■ **WHAT YOU NEED TO DO**:
Could you copy, exactly as written, every line from the first line of the records through the one containing "fn format_timestamp(ts: &DateTime<Utc>)"?

■ **DATA TO EXAMINE**:
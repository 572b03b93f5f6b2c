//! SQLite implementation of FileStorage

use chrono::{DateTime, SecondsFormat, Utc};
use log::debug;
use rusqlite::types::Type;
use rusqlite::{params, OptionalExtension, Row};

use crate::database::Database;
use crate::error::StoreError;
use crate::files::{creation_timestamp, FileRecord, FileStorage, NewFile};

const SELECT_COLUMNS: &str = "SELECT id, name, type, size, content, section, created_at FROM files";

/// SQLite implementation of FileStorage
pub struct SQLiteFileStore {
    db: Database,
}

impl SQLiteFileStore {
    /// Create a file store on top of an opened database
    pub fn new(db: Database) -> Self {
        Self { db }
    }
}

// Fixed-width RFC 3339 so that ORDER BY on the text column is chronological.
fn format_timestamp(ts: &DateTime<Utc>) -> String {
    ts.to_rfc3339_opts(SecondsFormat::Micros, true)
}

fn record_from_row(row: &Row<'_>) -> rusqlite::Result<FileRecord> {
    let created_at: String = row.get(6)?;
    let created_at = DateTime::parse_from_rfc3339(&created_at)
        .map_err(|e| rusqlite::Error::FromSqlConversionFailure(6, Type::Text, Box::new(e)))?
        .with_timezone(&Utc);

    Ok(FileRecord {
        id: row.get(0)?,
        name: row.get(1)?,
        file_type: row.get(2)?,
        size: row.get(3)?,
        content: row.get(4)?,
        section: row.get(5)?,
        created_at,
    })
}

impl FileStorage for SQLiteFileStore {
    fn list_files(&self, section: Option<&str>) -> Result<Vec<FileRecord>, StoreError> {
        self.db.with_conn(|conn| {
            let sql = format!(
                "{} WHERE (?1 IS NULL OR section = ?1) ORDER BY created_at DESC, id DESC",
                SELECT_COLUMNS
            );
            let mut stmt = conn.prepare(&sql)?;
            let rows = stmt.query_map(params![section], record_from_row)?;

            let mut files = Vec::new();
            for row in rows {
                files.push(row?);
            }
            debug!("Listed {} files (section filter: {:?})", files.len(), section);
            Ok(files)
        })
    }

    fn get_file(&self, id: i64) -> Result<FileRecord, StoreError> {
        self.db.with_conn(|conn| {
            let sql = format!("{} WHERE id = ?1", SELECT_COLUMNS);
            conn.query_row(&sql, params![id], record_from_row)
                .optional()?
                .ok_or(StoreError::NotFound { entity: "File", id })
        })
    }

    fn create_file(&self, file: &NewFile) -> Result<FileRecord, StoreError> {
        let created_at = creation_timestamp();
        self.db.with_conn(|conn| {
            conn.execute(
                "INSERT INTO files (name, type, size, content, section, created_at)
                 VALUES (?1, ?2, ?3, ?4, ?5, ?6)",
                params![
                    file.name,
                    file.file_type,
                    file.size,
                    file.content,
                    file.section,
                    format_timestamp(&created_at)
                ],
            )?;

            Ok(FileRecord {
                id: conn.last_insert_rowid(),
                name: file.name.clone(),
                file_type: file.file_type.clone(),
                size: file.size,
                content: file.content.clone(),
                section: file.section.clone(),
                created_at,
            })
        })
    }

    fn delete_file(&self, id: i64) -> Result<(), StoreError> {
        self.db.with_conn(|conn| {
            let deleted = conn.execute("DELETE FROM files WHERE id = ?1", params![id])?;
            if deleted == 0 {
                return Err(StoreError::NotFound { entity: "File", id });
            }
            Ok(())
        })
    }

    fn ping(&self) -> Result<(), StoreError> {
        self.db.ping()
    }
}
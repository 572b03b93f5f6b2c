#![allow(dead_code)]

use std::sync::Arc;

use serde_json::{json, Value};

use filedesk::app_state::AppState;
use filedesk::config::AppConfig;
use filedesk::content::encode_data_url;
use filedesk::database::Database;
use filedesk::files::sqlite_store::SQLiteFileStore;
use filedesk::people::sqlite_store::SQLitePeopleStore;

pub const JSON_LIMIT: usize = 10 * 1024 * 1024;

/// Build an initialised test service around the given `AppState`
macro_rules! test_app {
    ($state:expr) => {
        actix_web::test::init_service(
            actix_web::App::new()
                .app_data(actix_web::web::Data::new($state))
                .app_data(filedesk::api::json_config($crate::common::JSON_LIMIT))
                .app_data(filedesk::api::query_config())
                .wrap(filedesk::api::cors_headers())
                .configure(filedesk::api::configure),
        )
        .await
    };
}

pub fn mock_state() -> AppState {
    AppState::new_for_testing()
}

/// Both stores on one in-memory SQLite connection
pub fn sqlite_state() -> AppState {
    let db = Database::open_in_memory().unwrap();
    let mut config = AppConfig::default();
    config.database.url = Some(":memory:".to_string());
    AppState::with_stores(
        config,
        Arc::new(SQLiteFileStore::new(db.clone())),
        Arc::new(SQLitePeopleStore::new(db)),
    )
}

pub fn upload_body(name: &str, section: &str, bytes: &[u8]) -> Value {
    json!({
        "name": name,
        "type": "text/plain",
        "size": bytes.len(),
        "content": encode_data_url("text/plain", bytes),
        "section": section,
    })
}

■ **EXERCISE RESULT**:
repository 572b03b93f5f6b2c
//! SQLite implementation of FileStorage

use chrono::{DateTime, SecondsFormat, Utc};
use log::debug;
use rusqlite::types::Type;
use rusqlite::{params, OptionalExtension, Row};

use crate::database::Database;
use crate::error::StoreError;
use crate::files::{creation_timestamp, FileRecord, FileStorage, NewFile};

const SELECT_COLUMNS: &str = "SELECT id, name, type, size, content, section, created_at FROM files";

/// SQLite implementation of FileStorage
pub struct SQLiteFileStore {
    db: Database,
}

impl SQLiteFileStore {
    /// Create a file store on top of an opened database
    pub fn new(db: Database) -> Self {
        Self { db }
    }
}

// Fixed-width RFC 3339 so that ORDER BY on the text column is chronological.
fn format_timestamp(ts: &DateTime<Utc>) -> String {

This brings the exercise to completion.